Things might have stalemated indefinitely, with the ajay feud between us our only mental contact, when my mother inadvertently stepped in and revealed him in the cliched true light. Briefly, she intercepted an ajay note of his and telephoned him, asking his aid to have me ostracized out of ajaydom. Troubled, Wesson phoned me at work, and on a Park Row bench I explained. I learned then that he wasn't the brassy personality, the empty glamour boy that his National front presented. He was, indeed, as nice inside as any AAPAn I knew!

These were the years when my ajay circle were emerging from adolescence and their horizons widened. Groveman had struck a cruel blow when he joined the National, and I had sent him forth with cries of "Turncoat!" Haywood, having met NAPA's Sugar and Spice Tillie Schabrucker at that memorable August 1941 APC meet, had also hopped the fence, understandably. I remained staunchly American, fighting furious feuds with Edwin Hadley Smith for his subsidized proselyting of select actives, and Bob Holman, Cubicle, for proselyting the Pennsylvania Chapter of AAPA en masse. It never occurred to me, cemented in AAPA as I was, that my own "loyalty" would be questioned when I up and married that NAPA whippersnapper in 1943. But it was—and by George Kay!
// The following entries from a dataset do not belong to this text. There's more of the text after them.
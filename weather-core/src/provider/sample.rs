use async_trait::async_trait;
use chrono::Local;

use crate::{WeatherData, WeatherRequest, error::WeatherError, sample};

use super::WeatherProvider;

/// Offline provider that answers from the static sample table.
#[derive(Debug, Clone, Copy, Default)]
pub struct SampleProvider;

#[async_trait]
impl WeatherProvider for SampleProvider {
    async fn get_weather(&self, request: &WeatherRequest) -> Result<WeatherData, WeatherError> {
        sample::lookup(&request.city, Local::now().date_naive())
            .ok_or_else(|| WeatherError::NoSampleData(request.city.clone()))
    }
}
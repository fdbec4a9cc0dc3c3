//! Fetch-or-fallback: live weather when possible, sample data otherwise.
//!
//! Every public method here returns `Option` and never an error. A failed
//! request is logged and replaced by the sample entry for the same city
//! name; only a city with neither live nor sample data yields `None`.

use chrono::{Local, NaiveDate};
use futures::future::join_all;
use tracing::{debug, info, warn};

use crate::{
    cities,
    model::{City, DataSource, WeatherData, WeatherReport, WeatherRequest},
    provider::WeatherProvider,
    sample,
};

#[derive(Debug)]
pub struct WeatherFetcher {
    provider: Box<dyn WeatherProvider>,
    today: Option<NaiveDate>,
}

impl WeatherFetcher {
    pub fn new(provider: Box<dyn WeatherProvider>) -> Self {
        Self { provider, today: None }
    }

    /// Pin the date sample forecasts are computed from instead of the local clock.
    pub fn with_today(mut self, today: NaiveDate) -> Self {
        self.today = Some(today);
        self
    }

    /// Weather for a seed city by name, or `None` if nothing is available.
    pub async fn fetch(&self, name: &str) -> Option<WeatherData> {
        self.fetch_report(name).await.map(|r| r.weather)
    }

    /// Weather for explicit coordinates; `name` is used for display and for the fallback.
    pub async fn fetch_at(&self, name: &str, latitude: f64, longitude: f64) -> Option<WeatherData> {
        self.fetch_report_at(name, latitude, longitude).await.map(|r| r.weather)
    }

    pub async fn fetch_report(&self, name: &str) -> Option<WeatherReport> {
        match cities::find(name) {
            Some(city) => self.fetch_report_at(&city.name, city.latitude, city.longitude).await,
            None => {
                debug!(city = name, "city not in seed list, using sample data");
                self.fallback(name)
            }
        }
    }

    pub async fn fetch_report_at(&self, name: &str, latitude: f64, longitude: f64) -> Option<WeatherReport> {
        let request = WeatherRequest { city: name.to_string(), latitude, longitude };

        match self.provider.get_weather(&request).await {
            Ok(weather) => {
                info!(city = name, "fetched live weather");
                Some(WeatherReport { source: DataSource::Live, weather })
            }
            Err(e) => {
                warn!(city = name, error = %e, "weather request failed, falling back to sample data");
                self.fallback(name)
            }
        }
    }

    /// Fetch several cities at once. Results keep the input order.
    pub async fn fetch_many(&self, cities: &[City]) -> Vec<(City, Option<WeatherReport>)> {
        let reports = join_all(
            cities.iter().map(|c| self.fetch_report_at(&c.name, c.latitude, c.longitude)),
        )
        .await;

        cities.iter().cloned().zip(reports).collect()
    }

    fn fallback(&self, name: &str) -> Option<WeatherReport> {
        let today = self.today.unwrap_or_else(|| Local::now().date_naive());
        let weather = sample::lookup(name, today);
        if weather.is_none() {
            warn!(city = name, "no live or sample weather available");
        }
        weather.map(|weather| WeatherReport { source: DataSource::Sample, weather })
    }
}
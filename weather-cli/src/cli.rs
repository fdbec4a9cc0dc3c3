use anyhow::{Context, bail};
use chrono::{Datelike, Local, NaiveDate, Utc};
use clap::{Parser, Subcommand, ValueEnum};
use inquire::Select;
use tracing::debug;
use weather_core::{
    Config, Geocoder, ProviderId, TemperatureUnit, Theme, WeatherFetcher, WeatherReport,
    calendar::{self, WorldZone},
    cities,
    provider::provider_from_config,
};

use crate::render;

/// Top-level CLI struct.
#[derive(Debug, Parser)]
#[command(name = "weather", version, about = "Weather CLI")]
pub struct Cli {
    /// Print JSON instead of text.
    #[arg(long, global = true)]
    pub json: bool,

    /// Provider to use for this run: "open-meteo" or "sample".
    #[arg(long, global = true)]
    pub provider: Option<String>,

    /// Temperature unit for this run ("f" or "c"); overrides the saved preference.
    #[arg(long, global = true)]
    pub unit: Option<TemperatureUnit>,

    #[command(subcommand)]
    pub command: Command,
}

#[derive(Debug, Subcommand)]
pub enum Command {
    /// Show weather for one of the built-in cities.
    Show {
        /// City name, e.g. "Tokyo".
        city: String,
    },

    /// Look up any city by name and show its weather.
    Search {
        /// Free-text city name.
        query: String,
    },

    /// Show weather for every built-in city.
    All,

    /// List the built-in cities.
    Cities,

    /// Month calendar with the current time in a world timezone.
    Calendar {
        /// Timezone display name or IANA id, e.g. "Tokyo" or "Europe/Paris".
        #[arg(long, default_value = "New York")]
        zone: String,

        #[arg(long, requires = "month")]
        year: Option<i32>,

        #[arg(long, value_parser = clap::value_parser!(u32).range(1..=12))]
        month: Option<u32>,
    },

    /// Interactively choose unit, theme and provider.
    Configure,

    /// Flip a saved preference.
    Toggle {
        #[arg(value_enum)]
        what: ToggleTarget,
    },
}

#[derive(Debug, Clone, Copy, ValueEnum)]
pub enum ToggleTarget {
    Unit,
    Theme,
}

impl Cli {
    pub async fn run(self) -> anyhow::Result<()> {
        let mut config = Config::load()?;
        debug!(?config, "loaded config");

        let Cli { json, provider, unit, command } = self;

        let provider_id = match provider.as_deref() {
            Some(p) => ProviderId::try_from(p)?,
            None => config.default_provider_id()?,
        };
        let unit = unit.unwrap_or(config.temperature_unit);
        let today = Local::now().date_naive();

        match command {
            Command::Show { city } => {
                let fetcher = WeatherFetcher::new(provider_from_config(provider_id, &config));
                match fetcher.fetch_report(&city).await {
                    Some(report) => print_report(json, &report, unit, today)?,
                    None => bail!("Weather data unavailable for '{city}'"),
                }
            }
            Command::Search { query } => {
                let geocoder = Geocoder::new(config.geocoding_base_url());
                let Some(found) = geocoder.geocode(&query).await else {
                    bail!("City not found: {query}");
                };
                if !json {
                    println!("{}\n", render::geocoded(&found));
                }

                let fetcher = WeatherFetcher::new(provider_from_config(provider_id, &config));
                match fetcher.fetch_report_at(&found.name, found.latitude, found.longitude).await {
                    Some(report) => print_report(json, &report, unit, today)?,
                    None => bail!("Weather data unavailable for '{}'", found.name),
                }
            }
            Command::All => {
                let fetcher = WeatherFetcher::new(provider_from_config(provider_id, &config));
                let reports: Vec<WeatherReport> = fetcher
                    .fetch_many(&cities::all())
                    .await
                    .into_iter()
                    .filter_map(|(_, report)| report)
                    .collect();

                if json {
                    println!("{}", serde_json::to_string_pretty(&reports)?);
                } else {
                    for report in &reports {
                        println!("{}", render::weather_card(report, unit, today));
                    }
                }
            }
            Command::Cities => {
                let all = cities::all();
                if json {
                    println!("{}", serde_json::to_string_pretty(&all)?);
                } else {
                    print!("{}", render::city_list(&all));
                }
            }
            Command::Calendar { zone, year, month } => {
                let zone = WorldZone::find(&zone)?;
                let first = NaiveDate::from_ymd_opt(
                    year.unwrap_or(today.year()),
                    month.unwrap_or(today.month()),
                    1,
                )
                .context("Invalid year/month")?;
                let cells = calendar::month_grid(first.year(), first.month())?;
                let clock = calendar::clock(Utc::now(), zone)?;
                print!("{}", render::calendar(&cells, first, Some(today), &clock));
            }
            Command::Configure => {
                configure(&mut config)?;
                config.save()?;
                println!(
                    "Saved: unit {}, theme {}, provider {}",
                    config.temperature_unit.symbol(),
                    config.theme,
                    config.default_provider_id()?
                );
            }
            Command::Toggle { what } => {
                match what {
                    ToggleTarget::Unit => {
                        let unit = config.toggle_unit();
                        println!("Temperature unit: {}", unit.symbol());
                    }
                    ToggleTarget::Theme => {
                        let theme = config.toggle_theme();
                        println!("Theme: {theme}");
                    }
                }
                config.save()?;
            }
        }

        Ok(())
    }
}

fn print_report(json: bool, report: &WeatherReport, unit: TemperatureUnit, today: NaiveDate) -> anyhow::Result<()> {
    if json {
        println!("{}", serde_json::to_string_pretty(report)?);
    } else {
        print!("{}", render::weather_card(report, unit, today));
    }
    Ok(())
}

fn configure(config: &mut Config) -> anyhow::Result<()> {
    let units = vec![TemperatureUnit::Fahrenheit, TemperatureUnit::Celsius];
    let start = units.iter().position(|u| *u == config.temperature_unit).unwrap_or(0);
    let labels: Vec<&str> = units.iter().map(|u| u.symbol()).collect();
    let picked = Select::new("Temperature unit:", labels.clone()).with_starting_cursor(start).prompt()?;
    if let Some(i) = labels.iter().position(|l| *l == picked) {
        config.temperature_unit = units[i];
    }

    let theme = if config.theme == Theme::Dark { 1 } else { 0 };
    let picked = Select::new("Theme:", vec!["light", "dark"]).with_starting_cursor(theme).prompt()?;
    config.theme = if picked == "dark" { Theme::Dark } else { Theme::Light };

    let providers: Vec<&str> = ProviderId::all().iter().map(|p| p.as_str()).collect();
    let current = config.default_provider_id()?;
    let start = ProviderId::all().iter().position(|p| *p == current).unwrap_or(0);
    let picked = Select::new("Weather provider:", providers).with_starting_cursor(start).prompt()?;
    config.set_default_provider(ProviderId::try_from(picked)?);

    Ok(())
}
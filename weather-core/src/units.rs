use serde::{Deserialize, Serialize};

/// Display unit for temperatures. Data is always held in °F.
#[derive(Debug, Clone, Copy, PartialEq, Eq, Serialize, Deserialize, Default)]
#[serde(rename_all = "lowercase")]
pub enum TemperatureUnit {
    #[default]
    Fahrenheit,
    Celsius,
}

impl TemperatureUnit {
    pub fn toggle(self) -> Self {
        match self {
            Self::Fahrenheit => Self::Celsius,
            Self::Celsius => Self::Fahrenheit,
        }
    }

    pub fn convert(self, temp_f: i32) -> f64 {
        let f = f64::from(temp_f);
        match self {
            Self::Fahrenheit => f,
            Self::Celsius => (f - 32.0) * (5.0 / 9.0),
        }
    }

    /// Converted and rounded for display.
    pub fn display(self, temp_f: i32) -> i32 {
        self.convert(temp_f).round() as i32
    }

    pub fn symbol(self) -> &'static str {
        match self {
            Self::Fahrenheit => "°F",
            Self::Celsius => "°C",
        }
    }
}

impl std::str::FromStr for TemperatureUnit {
    type Err = anyhow::Error;

    fn from_str(s: &str) -> Result<Self, Self::Err> {
        match s.to_lowercase().as_str() {
            "f" | "fahrenheit" => Ok(Self::Fahrenheit),
            "c" | "celsius" => Ok(Self::Celsius),
            _ => Err(anyhow::anyhow!("Unknown temperature unit '{s}'. Use 'f' or 'c'.")),
        }
    }
}

#[derive(Debug, Clone, Copy, PartialEq, Eq, Serialize, Deserialize, Default)]
#[serde(rename_all = "lowercase")]
pub enum Theme {
    #[default]
    Light,
    Dark,
}

impl Theme {
    pub fn toggle(self) -> Self {
        match self {
            Self::Light => Self::Dark,
            Self::Dark => Self::Light,
        }
    }
}

impl std::fmt::Display for Theme {
    fn fmt(&self, f: &mut std::fmt::Formatter<'_>) -> std::fmt::Result {
        f.write_str(match self {
            Self::Light => "light",
            Self::Dark => "dark",
        })
    }
}

#[cfg(test)]
mod tests {
    use super::*;

    #[test]
    fn fahrenheit_is_identity() {
        assert_eq!(TemperatureUnit::Fahrenheit.convert(64), 64.0);
        assert_eq!(TemperatureUnit::Fahrenheit.display(64), 64);
    }

    #[test]
    fn celsius_conversion() {
        assert_eq!(TemperatureUnit::Celsius.convert(32), 0.0);
        assert_eq!(TemperatureUnit::Celsius.convert(212), 100.0);
        assert_eq!(TemperatureUnit::Celsius.display(64), 18);
        assert_eq!(TemperatureUnit::Celsius.display(-40), -40);
    }

    #[test]
    fn toggles_flip_back_and_forth() {
        let unit = TemperatureUnit::default();
        assert_eq!(unit.toggle(), TemperatureUnit::Celsius);
        assert_eq!(unit.toggle().toggle(), unit);
        assert_eq!(Theme::default().toggle(), Theme::Dark);
        assert_eq!(Theme::Dark.toggle(), Theme::Light);
    }

    #[test]
    fn unit_parsing() {
        assert_eq!("C".parse::<TemperatureUnit>().unwrap(), TemperatureUnit::Celsius);
        assert_eq!("fahrenheit".parse::<TemperatureUnit>().unwrap(), TemperatureUnit::Fahrenheit);
        assert!("kelvin".parse::<TemperatureUnit>().is_err());
    }

    #[test]
    fn symbols() {
        assert_eq!(TemperatureUnit::Fahrenheit.symbol(), "°F");
        assert_eq!(TemperatureUnit::Celsius.symbol(), "°C");
    }
}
Pearl Harbor caught us at Wesson's APC meet in Brooklyn. When Burton came in late with the news, in his knowledge of Japan, he added: "....the poor bastards!" Having lived in Japan only five years, I still cannot see how this basically-primitive country found the temerity to attack the mighty Beikoku (literally, Big Bales of Rice).

At that APC meeting we did not realize, those of us who were most concerned, the full implications. (I had a boyfriend in the Officers' Reserve and I remember wondering if he would have to go on active duty, though I did not know what that entailed.) I certainly never thought that almost everyone at that APC meet—Segal, Smiths, Jacksons, Groveman, Wessons, Crane, Trainer—would be in uniform, even in combat, before we all met again.

Wesson signified that I was to out-stay the gang and a certain young lady who wanted to see him alone so I out-waited her, and in a Brooklyn candy store we drank chocolate sodas and laid plans to coedit a paper. The name, Siamese Standpipe, we decided upon later (see SS 1)....and here were are mailing out our 28th issue, twelve years and two sons later!

So this tale converges at the same point, for First VP Helen V. Vivarttas became President for another term, to preside over a publishing USO-by-mail, and accepted in the name of Helen V. Wesson in September 1943 (the Wessons having married exactly one week earlier than the Haywoods). Kay, the confirmed bachelor, writhed in the grave of inactivity he had dug for himself with his resignation (one of many) and toppled the tombstone long enough to wag a warning finger. That I had married was abominable enough, but a National....!!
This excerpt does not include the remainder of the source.